The Story of Email: From Foundation to Stagnation and Why It's Finally Primed for Change

By Dan Roy, CEO and Co-Founder of MessageGears

Email has remained the communication channel king for decades, and email marketing is soon to be a $6.5 billion industry. While marketing through mobile devices and social channels has certainly grown in popularity in recent years, evidence suggests that consumers still prefer email. In a recent MarketingSherpa survey, 75 percent of tech-savvy social media "addicts" state that email is their channel of choice when it comes to receiving marketing messages. Those that have tried to declare email to be dead over the years have been proven wrong time and time again, and the technology powering marketing communications continues to evolve, but there are new evolutions that need to happen in order for email to remain a viable marketing tool. Today's marketers need increased direct access to the freshest data available from all consumer touchpoints to be effective and timely, but this is proving difficult as the task of replicating and synching customer data becomes increasingly complex.

A Look Back 

In the early days, even before the Web was mainstream, email quickly emerged over traditional direct mail as the delivery medium of choice for businesses, due primarily to its ability to reach audiences quickly and conveniently. Early list server technology was primitive but did one thing well - sent an email to a large list of addresses in a much more cost-effective way than any other marketing channel. Much like early websites were essentially brochureware, early email marketing offered no personalization capabilities and few insights into deliverability and analytics. "Batch and blast" was born.

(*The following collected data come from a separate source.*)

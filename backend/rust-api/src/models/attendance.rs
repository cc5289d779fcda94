use chrono::{DateTime, NaiveDate, Utc};
use mongodb::bson::oid::ObjectId;
use serde::{Deserialize, Serialize};
use std::collections::BTreeMap;
use validator::Validate;

use super::bson_datetime_as_chrono;

pub const ATTENDANCE_COLLECTION: &str = "attendance";

/// Date format used for attendance keys
pub const DATE_FORMAT: &str = "%Y-%m-%d";

#[derive(Debug, Clone, Copy, Serialize, Deserialize, PartialEq, Eq, Hash, PartialOrd, Ord)]
#[serde(rename_all = "lowercase")]
pub enum AttendanceStatus {
    Present,
    Absent,
    Late,
    Excused,
}

impl AttendanceStatus {
    /// Late still counts as attended
    pub fn counts_as_attended(&self) -> bool {
        matches!(self, AttendanceStatus::Present | AttendanceStatus::Late)
    }
}

#[derive(Debug, Clone, Serialize, Deserialize, PartialEq)]
pub struct AttendanceRecord {
    pub student_id: ObjectId,
    pub status: AttendanceStatus,
}

/// One day's attendance for a section, optionally scoped to a course
#[derive(Debug, Clone, Serialize, Deserialize)]
pub struct AttendanceSheet {
    #[serde(rename = "_id", skip_serializing_if = "Option::is_none")]
    pub id: Option<ObjectId>,
    pub school_id: ObjectId,
    pub section_id: ObjectId,
    #[serde(default)]
    pub course_id: Option<ObjectId>,
    /// "YYYY-MM-DD"; sorts lexicographically
    pub date: String,
    pub records: Vec<AttendanceRecord>,
    pub marked_by: ObjectId,
    #[serde(rename = "createdAt", with = "bson_datetime_as_chrono")]
    pub created_at: DateTime<Utc>,
    #[serde(rename = "updatedAt", with = "bson_datetime_as_chrono")]
    pub updated_at: DateTime<Utc>,
}

pub fn parse_date(value: &str) -> Result<NaiveDate, String> {
    NaiveDate::parse_from_str(value, DATE_FORMAT)
        .map_err(|_| format!("Invalid date '{}': expected YYYY-MM-DD", value))
}

#[derive(Debug, Serialize)]
pub struct AttendanceRecordResponse {
    pub student_id: String,
    pub status: AttendanceStatus,
}

#[derive(Debug, Serialize)]
pub struct AttendanceSheetResponse {
    pub id: String,
    pub section_id: String,
    pub course_id: Option<String>,
    pub date: String,
    pub records: Vec<AttendanceRecordResponse>,
    pub marked_by: String,
    pub updated_at: DateTime<Utc>,
}

impl From<AttendanceSheet> for AttendanceSheetResponse {
    fn from(sheet: AttendanceSheet) -> Self {
        AttendanceSheetResponse {
            id: sheet.id.map(|id| id.to_hex()).unwrap_or_default(),
            section_id: sheet.section_id.to_hex(),
            course_id: sheet.course_id.map(|id| id.to_hex()),
            date: sheet.date,
            records: sheet
                .records
                .into_iter()
                .map(|r| AttendanceRecordResponse {
                    student_id: r.student_id.to_hex(),
                    status: r.status,
                })
                .collect(),
            marked_by: sheet.marked_by.to_hex(),
            updated_at: sheet.updated_at,
        }
    }
}

#[derive(Debug, Clone, Serialize, Deserialize)]
pub struct AttendanceEntryRequest {
    pub student_id: String,
    pub status: AttendanceStatus,
}

#[derive(Debug, Clone, Deserialize, Validate)]
pub struct MarkAttendanceRequest {
    pub section_id: String,
    pub course_id: Option<String>,
    pub date: String,
    #[validate(length(min = 1, max = 1000, message = "Provide between 1 and 1000 records"))]
    pub records: Vec<AttendanceEntryRequest>,
}

#[derive(Debug, Clone, Deserialize)]
pub struct AttendanceQuery {
    pub section_id: Option<String>,
    pub course_id: Option<String>,
    pub from: Option<String>,
    pub to: Option<String>,
    pub limit: Option<u32>,
    pub offset: Option<u32>,
}

#[derive(Debug, Clone, Deserialize)]
pub struct AttendanceSummaryQuery {
    pub course_id: Option<String>,
    pub from: Option<String>,
    pub to: Option<String>,
}

#[derive(Debug, Serialize, PartialEq)]
pub struct AttendanceSummary {
    pub student_id: String,
    pub total: u32,
    pub counts: BTreeMap<AttendanceStatus, u32>,
    /// Share of sessions attended (present or late), 0.0 when no sessions
    pub attendance_rate: f64,
}

/// Folds the sheets into one student's summary; sheets without the student are skipped
pub fn summarize(student_id: &ObjectId, sheets: &[AttendanceSheet]) -> AttendanceSummary {
    let mut counts = BTreeMap::new();
    let mut total = 0u32;
    let mut attended = 0u32;

    for record in sheets
        .iter()
        .flat_map(|sheet| sheet.records.iter())
        .filter(|record| &record.student_id == student_id)
    {
        total += 1;
        if record.status.counts_as_attended() {
            attended += 1;
        }
        *counts.entry(record.status).or_insert(0) += 1;
    }

    let attendance_rate = if total == 0 {
        0.0
    } else {
        attended as f64 / total as f64
    };

    AttendanceSummary {
        student_id: student_id.to_hex(),
        total,
        counts,
        attendance_rate,
    }
}

#[cfg(test)]
mod tests {
    use super::*;

    fn sheet(date: &str, records: Vec<(ObjectId, AttendanceStatus)>) -> AttendanceSheet {
        let now = Utc::now();
        AttendanceSheet {
            id: None,
            school_id: ObjectId::new(),
            section_id: ObjectId::new(),
            course_id: None,
            date: date.to_string(),
            records: records
                .into_iter()
                .map(|(student_id, status)| AttendanceRecord { student_id, status })
                .collect(),
            marked_by: ObjectId::new(),
            created_at: now,
            updated_at: now,
        }
    }

    #[test]
    fn test_summary_counts_late_as_attended() {
        let student = ObjectId::new();
        let other = ObjectId::new();
        let sheets = vec![
            sheet("2026-10-01", vec![(student, AttendanceStatus::Present)]),
            sheet(
                "2026-10-02",
                vec![
                    (student, AttendanceStatus::Late),
                    (other, AttendanceStatus::Absent),
                ],
            ),
            sheet("2026-10-03", vec![(student, AttendanceStatus::Absent)]),
            sheet("2026-10-04", vec![(student, AttendanceStatus::Excused)]),
            sheet("2026-10-05", vec![(other, AttendanceStatus::Present)]),
        ];

        let summary = summarize(&student, &sheets);
        assert_eq!(summary.total, 4);
        assert_eq!(summary.counts[&AttendanceStatus::Absent], 1);
        assert_eq!(summary.counts[&AttendanceStatus::Late], 1);
        assert!((summary.attendance_rate - 0.5).abs() < f64::EPSILON);
    }

    #[test]
    fn test_summary_without_sessions() {
        let summary = summarize(&ObjectId::new(), &[]);
        assert_eq!(summary.total, 0);
        assert_eq!(summary.attendance_rate, 0.0);
        assert!(summary.counts.is_empty());
    }

    #[test]
    fn test_parse_date() {
        assert!(parse_date("2026-02-28").is_ok());
        assert!(parse_date("2026-02-30").is_err());
        assert!(parse_date("28/02/2026").is_err());
    }
}
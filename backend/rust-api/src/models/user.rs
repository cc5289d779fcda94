use chrono::{DateTime, Utc};
use mongodb::bson::{oid::ObjectId, Document};
use serde::{Deserialize, Serialize};
use std::str::FromStr;
use validator::Validate;

use super::{bson_datetime_as_chrono, bson_datetime_as_chrono_option};

pub const USERS_COLLECTION: &str = "users";

/// User model stored in MongoDB "users" collection
#[derive(Debug, Clone, Serialize, Deserialize)]
pub struct User {
    #[serde(rename = "_id", skip_serializing_if = "Option::is_none")]
    pub id: Option<ObjectId>,
    pub email: String,
    pub password_hash: String,
    pub name: String,
    pub role: UserRole,
    #[serde(default)]
    pub permissions: Vec<Permission>,
    #[serde(default, skip_serializing_if = "Option::is_none")]
    pub school_id: Option<ObjectId>,
    /// Students only: the section whose roster lists this user
    #[serde(default, skip_serializing_if = "Option::is_none")]
    pub section_id: Option<ObjectId>,
    #[serde(default, skip_serializing_if = "Option::is_none")]
    pub phone: Option<String>,
    #[serde(default = "default_active")]
    pub is_active: bool,
    /// Monthly fee (students) or salary (teachers, faculty)
    #[serde(default, skip_serializing_if = "Option::is_none")]
    pub monthly_amount: Option<f64>,
    #[serde(default)]
    pub payment_history: Vec<PaymentEntry>,
    #[serde(rename = "createdAt", with = "bson_datetime_as_chrono")]
    pub created_at: DateTime<Utc>,
    #[serde(rename = "updatedAt", with = "bson_datetime_as_chrono")]
    pub updated_at: DateTime<Utc>,
    #[serde(
        rename = "lastLoginAt",
        default,
        skip_serializing_if = "Option::is_none",
        with = "bson_datetime_as_chrono_option"
    )]
    pub last_login_at: Option<DateTime<Utc>>,
    /// Optional metadata (used by superuser seed)
    #[serde(default, skip_serializing_if = "Option::is_none")]
    pub metadata: Option<Document>,
}

fn default_active() -> bool {
    true
}

#[derive(Debug, Clone, Copy, Serialize, Deserialize, PartialEq, Eq, Hash, Default)]
#[serde(rename_all = "lowercase")]
pub enum UserRole {
    Admin,
    Faculty,
    Teacher,
    #[default]
    Student,
}

impl UserRole {
    pub fn as_str(&self) -> &'static str {
        match self {
            UserRole::Admin => "admin",
            UserRole::Faculty => "faculty",
            UserRole::Teacher => "teacher",
            UserRole::Student => "student",
        }
    }

    /// Roles that draw a salary rather than pay a fee
    pub fn is_salaried(&self) -> bool {
        matches!(self, UserRole::Faculty | UserRole::Teacher)
    }

    pub fn can_teach(&self) -> bool {
        matches!(self, UserRole::Faculty | UserRole::Teacher)
    }
}

impl FromStr for UserRole {
    type Err = String;

    fn from_str(value: &str) -> Result<Self, Self::Err> {
        match value {
            "admin" => Ok(UserRole::Admin),
            "faculty" => Ok(UserRole::Faculty),
            "teacher" => Ok(UserRole::Teacher),
            "student" => Ok(UserRole::Student),
            other => Err(format!("Unknown role: {}", other)),
        }
    }
}

/// Fine-grained capabilities granted on top of the role
#[derive(Debug, Clone, Copy, Serialize, Deserialize, PartialEq, Eq, Hash)]
#[serde(rename_all = "snake_case")]
pub enum Permission {
    ManageUsers,
    ManageSchools,
    ManageSections,
    ManageCourses,
    ManageAssignments,
    GradeSubmissions,
    ManageQuizzes,
    MarkAttendance,
    ManageTimetable,
    SendNotifications,
    ManagePayments,
    ManageSettings,
}

impl Permission {
    pub const ALL: [Permission; 12] = [
        Permission::ManageUsers,
        Permission::ManageSchools,
        Permission::ManageSections,
        Permission::ManageCourses,
        Permission::ManageAssignments,
        Permission::GradeSubmissions,
        Permission::ManageQuizzes,
        Permission::MarkAttendance,
        Permission::ManageTimetable,
        Permission::SendNotifications,
        Permission::ManagePayments,
        Permission::ManageSettings,
    ];

    pub fn as_str(&self) -> &'static str {
        match self {
            Permission::ManageUsers => "manage_users",
            Permission::ManageSchools => "manage_schools",
            Permission::ManageSections => "manage_sections",
            Permission::ManageCourses => "manage_courses",
            Permission::ManageAssignments => "manage_assignments",
            Permission::GradeSubmissions => "grade_submissions",
            Permission::ManageQuizzes => "manage_quizzes",
            Permission::MarkAttendance => "mark_attendance",
            Permission::ManageTimetable => "manage_timetable",
            Permission::SendNotifications => "send_notifications",
            Permission::ManagePayments => "manage_payments",
            Permission::ManageSettings => "manage_settings",
        }
    }
}

#[derive(Debug, Clone, Copy, Serialize, Deserialize, PartialEq, Eq)]
#[serde(rename_all = "lowercase")]
pub enum PaymentKind {
    Fee,
    Salary,
}

impl PaymentKind {
    pub fn as_str(&self) -> &'static str {
        match self {
            PaymentKind::Fee => "fee",
            PaymentKind::Salary => "salary",
        }
    }
}

#[derive(Debug, Clone, Copy, Serialize, Deserialize, PartialEq, Eq)]
#[serde(rename_all = "lowercase")]
pub enum PaymentStatus {
    Pending,
    Paid,
}

impl PaymentStatus {
    pub fn as_str(&self) -> &'static str {
        match self {
            PaymentStatus::Pending => "pending",
            PaymentStatus::Paid => "paid",
        }
    }
}

/// One billing period in a fee or salary history
#[derive(Debug, Clone, Serialize, Deserialize)]
pub struct PaymentEntry {
    /// Billing period, "YYYY-MM"
    pub period: String,
    pub kind: PaymentKind,
    pub amount: f64,
    pub status: PaymentStatus,
    #[serde(rename = "createdAt", with = "bson_datetime_as_chrono")]
    pub created_at: DateTime<Utc>,
    #[serde(
        rename = "paidAt",
        default,
        skip_serializing_if = "Option::is_none",
        with = "bson_datetime_as_chrono_option"
    )]
    pub paid_at: Option<DateTime<Utc>>,
}

/// User profile returned to client (without sensitive data)
#[derive(Debug, Serialize)]
pub struct UserProfile {
    pub id: String,
    pub email: String,
    pub name: String,
    pub role: UserRole,
    pub permissions: Vec<Permission>,
    pub school_id: Option<String>,
    pub section_id: Option<String>,
    pub phone: Option<String>,
    pub is_active: bool,
    pub monthly_amount: Option<f64>,
    pub created_at: DateTime<Utc>,
    pub last_login_at: Option<DateTime<Utc>>,
}

impl From<User> for UserProfile {
    fn from(user: User) -> Self {
        UserProfile {
            id: user.id.map(|id| id.to_hex()).unwrap_or_default(),
            email: user.email,
            name: user.name,
            role: user.role,
            permissions: user.permissions,
            school_id: user.school_id.map(|id| id.to_hex()),
            section_id: user.section_id.map(|id| id.to_hex()),
            phone: user.phone,
            is_active: user.is_active,
            monthly_amount: user.monthly_amount,
            created_at: user.created_at,
            last_login_at: user.last_login_at,
        }
    }
}

#[derive(Debug, Serialize)]
pub struct PaymentEntryResponse {
    pub period: String,
    pub kind: PaymentKind,
    pub amount: f64,
    pub status: PaymentStatus,
    pub created_at: DateTime<Utc>,
    pub paid_at: Option<DateTime<Utc>>,
}

impl From<&PaymentEntry> for PaymentEntryResponse {
    fn from(entry: &PaymentEntry) -> Self {
        Self {
            period: entry.period.clone(),
            kind: entry.kind,
            amount: entry.amount,
            status: entry.status,
            created_at: entry.created_at,
            paid_at: entry.paid_at,
        }
    }
}

#[derive(Debug, Serialize)]
pub struct PaymentHistoryResponse {
    pub user_id: String,
    pub monthly_amount: Option<f64>,
    pub outstanding: f64,
    pub entries: Vec<PaymentEntryResponse>,
}

impl PaymentHistoryResponse {
    pub fn from_user(user: &User) -> Self {
        let outstanding = user
            .payment_history
            .iter()
            .filter(|entry| entry.status == PaymentStatus::Pending)
            .map(|entry| entry.amount)
            .sum();
        Self {
            user_id: user.id.map(|id| id.to_hex()).unwrap_or_default(),
            monthly_amount: user.monthly_amount,
            outstanding,
            entries: user.payment_history.iter().map(PaymentEntryResponse::from).collect(),
        }
    }
}

/// Self-registration; always creates a student
#[derive(Debug, Deserialize, Validate)]
pub struct RegisterRequest {
    #[validate(email(message = "Invalid email format"))]
    pub email: String,

    #[validate(length(min = 8, message = "Password must be at least 8 characters"))]
    pub password: String,

    #[validate(length(
        min = 1,
        max = 100,
        message = "Name must be between 1 and 100 characters"
    ))]
    pub name: String,

    pub school_id: Option<String>,
}

#[derive(Debug, Deserialize, Validate)]
pub struct LoginRequest {
    #[validate(email(message = "Invalid email format"))]
    pub email: String,

    #[validate(length(min = 1, message = "Password is required"))]
    pub password: String,
}

#[derive(Debug, Serialize)]
pub struct AuthResponse {
    pub access_token: String,
    pub refresh_token: String,
    pub user: UserProfile,
}

#[derive(Debug, Deserialize, Validate)]
pub struct ChangePasswordRequest {
    pub old_password: String,

    #[validate(length(min = 8, message = "New password must be at least 8 characters"))]
    pub new_password: String,
}

#[derive(Debug, Clone, Deserialize, Validate)]
pub struct CreateUserRequest {
    #[validate(email(message = "Invalid email format"))]
    pub email: String,

    #[validate(length(min = 8, message = "Password must be at least 8 characters"))]
    pub password: String,

    #[validate(length(
        min = 1,
        max = 100,
        message = "Name must be between 1 and 100 characters"
    ))]
    pub name: String,

    pub role: UserRole,

    pub permissions: Option<Vec<Permission>>,

    pub school_id: Option<String>,

    #[validate(length(max = 32, message = "Phone must be at most 32 characters"))]
    pub phone: Option<String>,

    #[validate(range(min = 0.0, message = "Monthly amount cannot be negative"))]
    pub monthly_amount: Option<f64>,
}

#[derive(Debug, Clone, Deserialize, Validate)]
pub struct UpdateUserRequest {
    #[validate(length(
        min = 1,
        max = 100,
        message = "Name must be between 1 and 100 characters"
    ))]
    pub name: Option<String>,
    pub role: Option<UserRole>,
    pub permissions: Option<Vec<Permission>>,
    pub school_id: Option<String>,
    #[validate(length(max = 32, message = "Phone must be at most 32 characters"))]
    pub phone: Option<String>,
    pub is_active: Option<bool>,
    #[validate(range(min = 0.0, message = "Monthly amount cannot be negative"))]
    pub monthly_amount: Option<f64>,
}

#[derive(Debug, Deserialize)]
pub struct ListUsersQuery {
    pub role: Option<UserRole>,
    pub school_id: Option<String>,
    pub section_id: Option<String>,
    pub is_active: Option<bool>,
    /// Case-insensitive match on email or name
    pub search: Option<String>,
    pub limit: Option<u32>,
    pub offset: Option<u32>,
}

#[derive(Debug, Deserialize)]
pub struct UpdatePaymentRequest {
    pub kind: PaymentKind,
    pub status: PaymentStatus,
}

In the mid-1990s, commercial email marketing solutions emerged to give enterprise organizations more options and features then they'd ever had. On-premise solutions were (and still typically are) heavy and complex systems that are installed in-house, giving organizations direct access to their customer database for email marketing. Email service providers began listening to the needs of their customers and provided new features, tracking and analytics, and more intuitive user interfaces. These early solutions still had limitations - systems were complex and required a great deal of I.T. involvement, and customers had little insight into delivery metrics. 

Perhaps no technology has been more innovative and disruptive, especially in email marketing, than Software-as-a-Service (SaaS), which began emerging in the late 1990s. The massive and ever-growing cloud ecosystem has been a godsend for businesses big and small, as feature improvements and extreme cost savings over other solutions have allowed marketers to communicate so effectively that consumer expectations have evolved as well. SaaS email service providers (ESPs) could capitalize on multi-tenant efficiencies and pass the savings back to their customers, and most began offering managed services so that businesses could focus on their marketing instead of trying to be experts in deliverability. The landscape has expanded and become more competitive, pushing ESPs to release new features, including personalization, segmentation, advanced analytics, automation, and testing tools. Cloud-based solutions allowed marketers to realize the power and high ROI of email marketing, but the technology has remained relatively stagnant over the last decade and the time has arrived for ESPs to take the next evolutionary step.

A New Era of Email Marketing 

As enterprises grow and become more sophisticated with marketing communications, especially through other channels, such as mobile and social, the shortcomings of SaaS solutions are becoming more apparent. Silos of information stored by cloud solutions have made it virtually impossible for marketers to have a unified view of their customers. Businesses are also realizing the limitations and security risks of replicating and synching customer data to an ESP. In a connected world where consumers expect personalized, relevant, and immediate messaging, marketers need direct access to the freshest data they have from all consumer touchpoints. SaaS providers simply aren't able to offer this because of the underlying technology, and those serving enterprise organizations are scrambling to find ways to adapt.

To address these issues, marketers are turning to a new hybrid cloud solution that allows businesses to connect directly to their customer data, no matter where it lives, and integrate with other technologies for a true omnichannel approach. The hybrid cloud model gives marketers direct access to their internal data while utilizing the cloud for message assembly and delivery. The hybrid solution takes the best aspects of the old on-premise/in-house technology and pair them with SaaS benefits, giving marketers more of what they want - the ability to communicate effectively and efficiently with their customers. Organizations with an eye on security also benefit by the hybrid model because they don't have to copy sensitive customer data to a third-party solution.

The emergence of new solutions like integrated marketing platforms and the hybrid cloud has stemmed from frustrations that marketers have faced over the years with their ESPs. Marketers need a solution where their data can be utilized more effectively and marketing campaigns can be executed more efficiently. As technology continues to evolve and become more sophisticated, enterprise ESPs will be forced to adapt in order to survive. In the end, it will be marketers that drive the next step in innovation in the email marketing space, making one-to-one, real-time messaging possible on a larger scale.

Dan Roy guides MessageGears' product strategy and corporate development. Previously, he served as CTO at Accucast, a pioneer in email marketing acquired by PGi. Accucast's customers included Bank of America, Travelocity, and Previously Dan was with Delta Air Lines where he was instrumental in building its award-winning website and ecommerce platform. Having worked with many of the world's largest online businesses, Dan understands the importance of data to digital marketers and the challenges they face with existing email marketing solutions.